Glory To God In The Highest
(2007)
Cornelis Monsma
Courtesy/ Fine Art America


All this night bright angels sing

Never was such caroling!

Hark, a voice loudly cries,

"All ye mortals wake and rise!

O'er the earth Rides a Sun,

Shines still bright tho' day is done!"


"Wake, O earth, wake everything!

Wake and hear the joy I bring!

Wake and joy, For this night

Heaven shows each twinkling light,

Angels Pow'rs, All that be,

Wake and joy this Sun to see!"


"Hail, O Sun!  O Blessed Light!

Sent into this world by night;

Let Thy rays Shed their pow'rs

Into these dark souls of ours.

God and man We confess:

"Hail! O Sun of Righteousness!"


"All This Night"
(All This Night Bright Angels Sing)
(1630)
Adapted from a poem by
William Austin
(1587-1634)


"The Sun of Righteousness"

Here is a reference to the first and to the second coming of Christ.
God has fixed the day of both.  Those who do wickedly, who do not
fear God's anger, shall feel it.  It is certainly to be applied to the
day of judgment, when Christ shall be revealed in flaming fire;
to execute judgment on the proud, and all that do wickedly.

In both, Christ is a rejoicing Light to those who serve Him faithfully.

By the Sun of Righteousness we understand Jesus Christ.
  Through Him, believers are justified and sanctified and so brought
 to see light.  His influences render the sinner holy, joyful, and fruitful. 
 It is applicable to the graces and comforts of the Holy Spirit,
brought into the souls of men.

Christ gave the Spirit to those who are His, to shine in their hearts,
and to be a Comforter to them, a Sun and a Shield.
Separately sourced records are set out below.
//! Step throughput, sequential vs parallel, at growing particle counts.
//!
//! Run with: cargo bench -p fluid_kernel --bench scaling

use std::time::Instant;

use fluid_kernel::{ExecutionMode, ParticleRecord, Simulation, SimulationParams};

fn create_particle_cube(target_count: usize) -> (Vec<ParticleRecord>, f32) {
    let domain_size = 1.0_f32;
    let n_per_axis = (target_count as f32).cbrt().ceil() as usize;
    let spacing = 0.5 * domain_size / n_per_axis as f32;
    let h = 2.0 * spacing;
    let rest_density = 1000.0_f32;
    let particle_mass = rest_density * spacing * spacing * spacing;

    let mut records = Vec::with_capacity(n_per_axis.pow(3));
    for ix in 0..n_per_axis {
        for iy in 0..n_per_axis {
            for iz in 0..n_per_axis {
                let x = 0.25 + (ix as f32 + 0.5) * spacing;
                let y = (iy as f32 + 0.5) * spacing;
                let z = 0.25 + (iz as f32 + 0.5) * spacing;
                records.push(ParticleRecord::at_rest([x, y, z], particle_mass));
            }
        }
    }
    (records, h)
}

fn main() {
    println!("=== CPU Scaling Test ===\n");

    // (target particles, steps) -- fewer steps at larger counts
    let configs = [(1_000, 50), (8_000, 20), (27_000, 10), (64_000, 5)];

    println!(
        "{:>10} {:>12} {:>10} {:>10} {:>12} {:>12}",
        "Particles", "Mode", "Steps", "Time (s)", "steps/s", "ms/step"
    );

    for &(n, steps) in &configs {
        let (records, h) = create_particle_cube(n);

        for mode in [ExecutionMode::Sequential, ExecutionMode::Parallel] {
            let params = SimulationParams {
                smoothing_radius: h,
                time_step: 1.0e-4,
                execution: mode,
                ..Default::default()
            };
            let mut sim = match Simulation::initialize(params, &records) {
                Ok(sim) => sim,
                Err(err) => {
                    println!("{:>10} {:>12?} skipped: {err}", records.len(), mode);
                    continue;
                }
            };

            // Warmup
            if let Err(err) = sim.step_n(2) {
                println!("{:>10} {:>12?} warmup failed: {err}", records.len(), mode);
                continue;
            }

            let start = Instant::now();
            let result = sim.step_n(steps);
            let elapsed = start.elapsed().as_secs_f64();
            if let Err(err) = result {
                println!("{:>10} {:>12?} failed: {err}", records.len(), mode);
                continue;
            }
            let sps = steps as f64 / elapsed;
            let ms_per_step = elapsed * 1000.0 / steps as f64;

            println!(
                "{:>10} {:>12?} {:>10} {:>10.3} {:>12.1} {:>12.2}",
                records.len(),
                mode,
                steps,
                elapsed,
                sps,
                ms_per_step
            );
        }
    }
}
That day which to
the wicked will burn as an oven, will be to the righteous as bright
as the morning.  It is what they wait for, more than those that
wait for the morning.  Christ came as the Sun, to bring, not
only light to a dark world, but health to a distempered world.
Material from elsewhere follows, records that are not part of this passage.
//! Simulation runner with lifecycle management
//!
//! This module provides the `SimulationRunner` which drives a [`Simulation`]
//! in a background thread, including start, pause, resume, stop and status
//! tracking. After every successful step the runner publishes a fresh
//! [`Snapshot`] that the host can read at any time without blocking the
//! simulation for longer than a pointer swap.

use std::sync::{Arc, Mutex, MutexGuard};
use std::thread;
use std::time::{Duration, Instant};

use fluid_kernel::{SimError, Simulation, SimulationParams, Snapshot, StepReport};
use thiserror::Error;

/// Runner state enum
#[derive(Debug, Clone, PartialEq, Eq)]
pub enum RunnerState {
    /// Simulation created but not yet started
    Created,
    /// Simulation actively running
    Running,
    /// Simulation paused
    Paused,
    /// Simulation finished (reached stopping condition or stopped by the host)
    Finished,
    /// Simulation encountered an error
    Error,
}

/// Stopping conditions and retry policy for a run
#[derive(Debug, Clone, Copy, Default, PartialEq)]
pub struct RunLimits {
    /// Stop after this many timesteps
    pub max_steps: Option<u64>,
    /// Stop after this much simulated time (seconds)
    pub max_time: Option<f64>,
    /// How many times a failed step is retried with a halved time step
    pub retry_halvings: u32,
}

/// Errors from joining the runner thread
#[derive(Debug, Error)]
pub enum RunnerError {
    /// The background thread panicked
    #[error("simulation thread panicked")]
    Panicked,
}

/// Shared state between the runner thread and control interface
struct SharedState {
    /// Current runner state
    state: RunnerState,
    /// Current simulation time (seconds)
    sim_time: f64,
    /// Number of timesteps executed
    timestep_count: u64,
    /// Time-step halvings used so far
    retries: u64,
    /// Most recent error message (if state is Error)
    error_message: Option<String>,
    /// Front buffer: state after the last successful step
    latest: Arc<Snapshot>,
}

/// Lock the shared state. A poisoned lock means the worker panicked while
/// holding it; the run is marked as failed and the state is still returned.
fn lock(shared: &Mutex<SharedState>) -> MutexGuard<'_, SharedState> {
    match shared.lock() {
        Ok(guard) => guard,
        Err(poisoned) => {
            let mut guard = poisoned.into_inner();
            if guard.state != RunnerState::Error {
                guard.state = RunnerState::Error;
                guard.error_message = Some("simulation thread panicked".to_string());
            }
            guard
        }
    }
}

/// Handle for controlling and querying a running simulation
pub struct SimulationRunner {
    /// Shared state (protected by mutex)
    shared: Arc<Mutex<SharedState>>,
    /// Handle to the background thread
    thread_handle: Option<thread::JoinHandle<()>>,
}

impl SimulationRunner {
    /// Create a new runner around an initialized simulation
    ///
    /// The background thread is spawned immediately but waits for
    /// [`start`](Self::start) before stepping.
    pub fn new(simulation: Simulation, limits: RunLimits) -> Self {
        let shared = Arc::new(Mutex::new(SharedState {
            state: RunnerState::Created,
            sim_time: simulation.time(),
            timestep_count: simulation.step_count(),
            retries: 0,
            error_message: None,
            latest: Arc::new(simulation.snapshot()),
        }));

        let shared_clone = Arc::clone(&shared);

        // Spawn background thread
        let thread_handle = thread::spawn(move || {
            run_simulation_loop(simulation, shared_clone, limits);
        });

        Self {
            shared,
            thread_handle: Some(thread_handle),
        }
    }

    /// Get current runner state
    pub fn state(&self) -> RunnerState {
        lock(&self.shared).state.clone()
    }

    /// Get current simulation time (seconds)
    pub fn sim_time(&self) -> f64 {
        lock(&self.shared).sim_time
    }

    /// Get current timestep count
    pub fn timestep_count(&self) -> u64 {
        lock(&self.shared).timestep_count
    }

    /// Number of time-step halvings used to recover failed steps
    pub fn retries(&self) -> u64 {
        lock(&self.shared).retries
    }

    /// Get error message if state is Error
    pub fn error_message(&self) -> Option<String> {
        lock(&self.shared).error_message.clone()
    }

    /// State after the most recent successful step
    pub fn latest_snapshot(&self) -> Arc<Snapshot> {
        Arc::clone(&lock(&self.shared).latest)
    }

    /// Pause the simulation
    pub fn pause(&self) {
        let mut state = lock(&self.shared);
        if state.state == RunnerState::Running {
            state.state = RunnerState::Paused;
        }
    }

    /// Resume the simulation
    pub fn resume(&self) {
        let mut state = lock(&self.shared);
        if state.state == RunnerState::Paused {
            state.state = RunnerState::Running;
        }
    }

    /// Start the simulation (transition from Created to Running)
    pub fn start(&self) {
        let mut state = lock(&self.shared);
        if state.state == RunnerState::Created {
            state.state = RunnerState::Running;
        }
    }

    /// Ask the simulation to stop after the current step
    pub fn stop(&self) {
        let mut state = lock(&self.shared);
        if matches!(
            state.state,
            RunnerState::Created | RunnerState::Running | RunnerState::Paused
        ) {
            state.state = RunnerState::Finished;
        }
    }

    /// Wait for the simulation thread to complete
    pub fn join(mut self) -> Result<(), RunnerError> {
        if let Some(handle) = self.thread_handle.take() {
            handle.join().map_err(|_| RunnerError::Panicked)?;
        }
        Ok(())
    }
}

impl Drop for SimulationRunner {
    fn drop(&mut self) {
        // Set state to Finished to signal thread to exit
        self.stop();
    }
}

/// Step once, halving the time step on a recoverable failure.
///
/// Returns the report and the number of halvings used. The configured time
/// step is restored afterwards whether or not the step succeeded.
fn step_with_retry(
    simulation: &mut Simulation,
    base: &SimulationParams,
    retry_halvings: u32,
) -> Result<(StepReport, u32), SimError> {
    let mut halvings = 0;
    let result = loop {
        match simulation.step() {
            Ok(report) => break Ok(report),
            Err(err) if err.is_recoverable() && halvings < retry_halvings => {
                halvings += 1;
                let mut params = simulation.params().clone();
                params.time_step *= 0.5;
                tracing::warn!(
                    "{}; retrying with dt={} ({} of {})",
                    err,
                    params.time_step,
                    halvings,
                    retry_halvings
                );
                if let Err(config_err) = simulation.reconfigure(params) {
                    break Err(config_err);
                }
            }
            Err(err) => break Err(err),
        }
    };

    if halvings > 0 {
        simulation.reconfigure(base.clone())?;
    }
    result.map(|report| (report, halvings))
}

/// Main simulation loop executed in background thread
fn run_simulation_loop(mut simulation: Simulation, shared: Arc<Mutex<SharedState>>, limits: RunLimits) {
    // Wait for start signal
    loop {
        let state = lock(&shared).state.clone();

        match state {
            RunnerState::Created => {
                // Wait a bit and check again
                thread::sleep(Duration::from_millis(10));
            }
            RunnerState::Running => break,
            _ => return, // Exit if finished or error
        }
    }

    let start_wall_time = Instant::now();
    let base_params = simulation.params().clone();
    let mut totals = StepReport::default();

    tracing::info!(
        "Simulation thread started: {} particles, max_steps={:?}, max_time={:?}",
        simulation.particle_count(),
        limits.max_steps,
        limits.max_time
    );

    loop {
        // Check state
        let current_state = lock(&shared).state.clone();

        match current_state {
            RunnerState::Running => {
                // Execute one timestep
                match step_with_retry(&mut simulation, &base_params, limits.retry_halvings) {
                    Ok((report, halvings)) => {
                        totals.merge(report);
                        let snapshot = Arc::new(simulation.snapshot());
                        let mut guard = lock(&shared);
                        guard.sim_time = simulation.time();
                        guard.timestep_count = simulation.step_count();
                        guard.retries += halvings as u64;
                        guard.latest = snapshot;
                    }
                    Err(err) => {
                        tracing::error!("Simulation stopped: {}", err);
                        let mut guard = lock(&shared);
                        guard.state = RunnerState::Error;
                        guard.error_message = Some(err.to_string());
                        break;
                    }
                }

                let timestep_count = simulation.step_count();
                let sim_time = simulation.time();

                // Check stopping conditions
                if let Some(max_steps) = limits.max_steps {
                    if timestep_count >= max_steps {
                        tracing::info!("Simulation finished: reached max_steps = {}", max_steps);
                        lock(&shared).state = RunnerState::Finished;
                        break;
                    }
                }

                if let Some(max_t) = limits.max_time {
                    if sim_time >= max_t {
                        tracing::info!("Simulation finished: reached max_time = {:.3}s", max_t);
                        lock(&shared).state = RunnerState::Finished;
                        break;
                    }
                }

                // Log progress periodically
                if timestep_count % 100 == 0 {
                    let wall_time = start_wall_time.elapsed().as_secs_f64();
                    tracing::debug!(
                        "Step {}: sim_time={:.4}s, wall_time={:.2}s, collisions={}, clamped={}",
                        timestep_count,
                        sim_time,
                        wall_time,
                        totals.collisions,
                        totals.clamped,
                    );
                }
            }
            RunnerState::Paused => {
                // Wait while paused
                thread::sleep(Duration::from_millis(20));
            }
            RunnerState::Finished | RunnerState::Error | RunnerState::Created => {
                // Exit loop
                break;
            }
        }
    }

    tracing::info!(
        "Simulation thread exiting: {} timesteps, {:.4}s simulated, {:.2}s wall time",
        simulation.step_count(),
        simulation.time(),
        start_wall_time.elapsed().as_secs_f64()
    );
}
Souls shall increase in knowledge and spiritual strength. Their
growth is as that of calves of the stall, not as the flower of the field,
which is slender and weak and soon withers.  The saints ' triumphs
are all owing to God's victories; it is not they that do this, 
 but God who does it for them.

Behold another day is coming, far more dreadful to all that work
wickedness than any which is gone before.  How great then the 
 happiness of the believer when he goes from the darkness and 
 misery of this world, to rejoice in the Lord for evermore!